» **INSTRUCTIONS FOR THE TASK**
Wherever the string "width" appears in the listing, copy that line.

━━━━━━━━━━━━━━━━━━━━━━━━━━━━━━

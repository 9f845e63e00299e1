//! Artifact scripts: a canvas size plus an ordered command list.

use crate::model::{Color, DrawCmd};
use serde::{Deserialize, Serialize};

/// One artifact's full description. Commands execute in order; later
/// commands paint over earlier ones.
#[derive(Debug, Clone, PartialEq, Serialize, Deserialize)]
pub struct ArtifactScript {
    pub name: String,
    pub width: u32,
    pub height: u32,
    pub background: Color,
    pub commands: Vec<DrawCmd>,
}

impl ArtifactScript {
    #[must_use]
    pub fn new(name: impl Into<String>, width: u32, height: u32, background: Color) -> Self {
        Self {
            name: name.into(),
            width,
            height,
            background,
            commands: Vec::new(),
        }
    }

    pub fn push(&mut self, cmd: DrawCmd) -> &mut Self {
        self.commands.push(cmd);
        self
    }

    pub fn extend(&mut self, cmds: impl IntoIterator<Item = DrawCmd>) -> &mut Self {
        self.commands.extend(cmds);
        self
    }

    /// Number of commands of the given kind (see `DrawCmd::kind_name`).
    pub fn count_of(&self, kind: &str) -> usize {
        self.commands
            .iter()
            .filter(|cmd| cmd.kind_name() == kind)
            .count()
    }

    /// All text runs, in paint order.
    pub fn texts(&self) -> impl Iterator<Item = &str> {
        self.commands.iter().filter_map(|cmd| match cmd {
            DrawCmd::Text { content, .. } => Some(content.as_str()),
            _ => None,
        })
    }

    /// Serialize to pretty JSON.
    ///
    /// # Errors
    /// Returns the serializer message if a value cannot be represented.
    pub fn to_json(&self) -> Result<String, String> {
        serde_json::to_string_pretty(self).map_err(|e| format!("Script serialize error: {e}"))
    }

    /// Parse a script previously written by `to_json`.
    ///
    /// # Errors
    /// Returns the parser message on malformed input.
    pub fn from_json(text: &str) -> Result<Self, String> {
        serde_json::from_str(text).map_err(|e| format!("Script parse error: {e}"))
    }
}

━━━━━━━━━━━━━━━━━━━━━━━━━━━━━━

» **RESULT OF THE TASK**
    pub width: u32,
    pub fn new(name: impl Into<String>, width: u32, height: u32, background: Color) -> Self {
            width,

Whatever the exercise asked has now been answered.